▸ **WHAT YOU HAVE TO DO**: Lines holding the string "checkout" in the listing below are to be copied.
══ EXERCISE MATERIALS ══
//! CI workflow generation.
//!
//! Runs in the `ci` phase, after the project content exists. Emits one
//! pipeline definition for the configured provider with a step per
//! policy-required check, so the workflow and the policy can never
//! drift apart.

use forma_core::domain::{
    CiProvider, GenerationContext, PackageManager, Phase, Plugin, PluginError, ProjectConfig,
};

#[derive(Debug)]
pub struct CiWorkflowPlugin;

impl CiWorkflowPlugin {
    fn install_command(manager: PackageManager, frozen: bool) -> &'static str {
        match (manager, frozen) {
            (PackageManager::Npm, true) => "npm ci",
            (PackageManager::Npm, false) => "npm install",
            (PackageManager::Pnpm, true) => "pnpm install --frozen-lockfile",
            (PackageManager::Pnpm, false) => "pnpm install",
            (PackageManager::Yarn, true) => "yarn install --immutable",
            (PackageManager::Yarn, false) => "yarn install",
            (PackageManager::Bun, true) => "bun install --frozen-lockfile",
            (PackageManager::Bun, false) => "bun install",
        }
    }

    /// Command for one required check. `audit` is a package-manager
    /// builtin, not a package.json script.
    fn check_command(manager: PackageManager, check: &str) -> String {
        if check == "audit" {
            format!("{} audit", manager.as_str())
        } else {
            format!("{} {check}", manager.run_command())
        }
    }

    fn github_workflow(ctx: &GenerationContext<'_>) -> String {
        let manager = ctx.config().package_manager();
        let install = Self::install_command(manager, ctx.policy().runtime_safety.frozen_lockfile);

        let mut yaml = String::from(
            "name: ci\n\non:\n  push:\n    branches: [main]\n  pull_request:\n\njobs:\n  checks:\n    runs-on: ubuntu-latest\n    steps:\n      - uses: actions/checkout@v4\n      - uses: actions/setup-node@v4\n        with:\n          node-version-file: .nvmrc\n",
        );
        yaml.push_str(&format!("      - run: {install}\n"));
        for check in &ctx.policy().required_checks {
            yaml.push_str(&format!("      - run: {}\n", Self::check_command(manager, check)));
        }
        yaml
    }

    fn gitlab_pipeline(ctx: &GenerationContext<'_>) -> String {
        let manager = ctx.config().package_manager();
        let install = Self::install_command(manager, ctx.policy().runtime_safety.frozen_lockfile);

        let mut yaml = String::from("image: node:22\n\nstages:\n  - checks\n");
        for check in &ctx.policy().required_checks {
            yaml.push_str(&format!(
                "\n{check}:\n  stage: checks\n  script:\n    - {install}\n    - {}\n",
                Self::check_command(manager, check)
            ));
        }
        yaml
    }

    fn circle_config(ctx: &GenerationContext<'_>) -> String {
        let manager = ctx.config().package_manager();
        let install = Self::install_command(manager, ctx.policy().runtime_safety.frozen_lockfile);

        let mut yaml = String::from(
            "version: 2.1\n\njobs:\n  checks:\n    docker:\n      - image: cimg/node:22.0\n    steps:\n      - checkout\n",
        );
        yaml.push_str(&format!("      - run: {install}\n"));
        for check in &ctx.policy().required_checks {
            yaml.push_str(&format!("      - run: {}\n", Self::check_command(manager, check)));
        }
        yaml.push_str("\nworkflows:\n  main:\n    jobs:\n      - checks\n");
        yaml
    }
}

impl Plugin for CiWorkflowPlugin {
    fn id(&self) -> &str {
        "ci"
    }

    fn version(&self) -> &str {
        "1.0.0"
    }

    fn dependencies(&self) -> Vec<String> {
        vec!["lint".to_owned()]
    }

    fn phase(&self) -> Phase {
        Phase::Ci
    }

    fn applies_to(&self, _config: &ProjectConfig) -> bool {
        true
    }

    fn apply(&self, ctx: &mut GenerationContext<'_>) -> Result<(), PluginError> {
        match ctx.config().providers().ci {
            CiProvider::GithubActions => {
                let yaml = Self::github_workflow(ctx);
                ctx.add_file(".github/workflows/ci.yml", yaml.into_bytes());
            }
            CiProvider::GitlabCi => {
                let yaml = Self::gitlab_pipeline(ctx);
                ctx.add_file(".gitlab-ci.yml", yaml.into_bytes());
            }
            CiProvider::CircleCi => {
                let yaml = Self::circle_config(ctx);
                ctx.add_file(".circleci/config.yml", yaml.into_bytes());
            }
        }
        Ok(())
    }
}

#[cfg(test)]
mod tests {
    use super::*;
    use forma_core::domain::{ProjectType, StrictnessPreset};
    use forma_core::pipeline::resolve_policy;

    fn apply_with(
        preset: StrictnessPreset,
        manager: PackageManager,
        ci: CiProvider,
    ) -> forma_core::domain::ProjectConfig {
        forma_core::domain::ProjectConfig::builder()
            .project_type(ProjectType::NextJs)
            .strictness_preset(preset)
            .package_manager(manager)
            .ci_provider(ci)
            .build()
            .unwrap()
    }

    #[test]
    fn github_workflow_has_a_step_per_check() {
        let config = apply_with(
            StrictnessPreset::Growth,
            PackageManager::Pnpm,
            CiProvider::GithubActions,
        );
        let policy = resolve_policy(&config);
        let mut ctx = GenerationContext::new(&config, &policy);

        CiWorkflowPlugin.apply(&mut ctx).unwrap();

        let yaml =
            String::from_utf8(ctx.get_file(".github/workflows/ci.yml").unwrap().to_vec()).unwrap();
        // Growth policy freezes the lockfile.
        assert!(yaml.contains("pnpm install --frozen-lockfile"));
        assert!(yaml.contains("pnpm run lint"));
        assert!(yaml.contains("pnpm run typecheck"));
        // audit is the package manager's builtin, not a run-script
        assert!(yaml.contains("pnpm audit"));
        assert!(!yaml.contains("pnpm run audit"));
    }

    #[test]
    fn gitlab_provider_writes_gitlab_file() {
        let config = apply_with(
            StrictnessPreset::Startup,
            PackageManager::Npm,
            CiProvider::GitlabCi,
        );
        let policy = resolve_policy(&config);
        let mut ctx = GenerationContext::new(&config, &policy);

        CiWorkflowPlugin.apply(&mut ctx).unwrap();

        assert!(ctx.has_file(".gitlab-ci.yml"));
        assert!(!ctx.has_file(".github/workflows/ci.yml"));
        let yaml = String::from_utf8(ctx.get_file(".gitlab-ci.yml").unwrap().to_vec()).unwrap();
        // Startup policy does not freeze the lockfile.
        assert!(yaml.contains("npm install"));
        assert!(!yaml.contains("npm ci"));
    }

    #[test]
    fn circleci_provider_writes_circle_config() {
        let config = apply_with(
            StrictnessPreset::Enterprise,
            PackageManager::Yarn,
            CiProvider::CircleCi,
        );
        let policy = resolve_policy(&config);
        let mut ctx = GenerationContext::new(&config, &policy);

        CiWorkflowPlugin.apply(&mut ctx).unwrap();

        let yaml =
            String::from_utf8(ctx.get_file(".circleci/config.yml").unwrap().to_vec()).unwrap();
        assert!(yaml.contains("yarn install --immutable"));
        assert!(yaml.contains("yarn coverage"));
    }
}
═══
▸ **TASK ANSWER**:
            "name: ci\n\non:\n  push:\n    branches: [main]\n  pull_request:\n\njobs:\n  checks:\n    runs-on: ubuntu-latest\n    steps:\n      - uses: actions/checkout@v4\n      - uses: actions/setup-node@v4\n        with:\n          node-version-file: .nvmrc\n",
            "version: 2.1\n\njobs:\n  checks:\n    docker:\n      - image: cimg/node:22.0\n    steps:\n      - checkout\n",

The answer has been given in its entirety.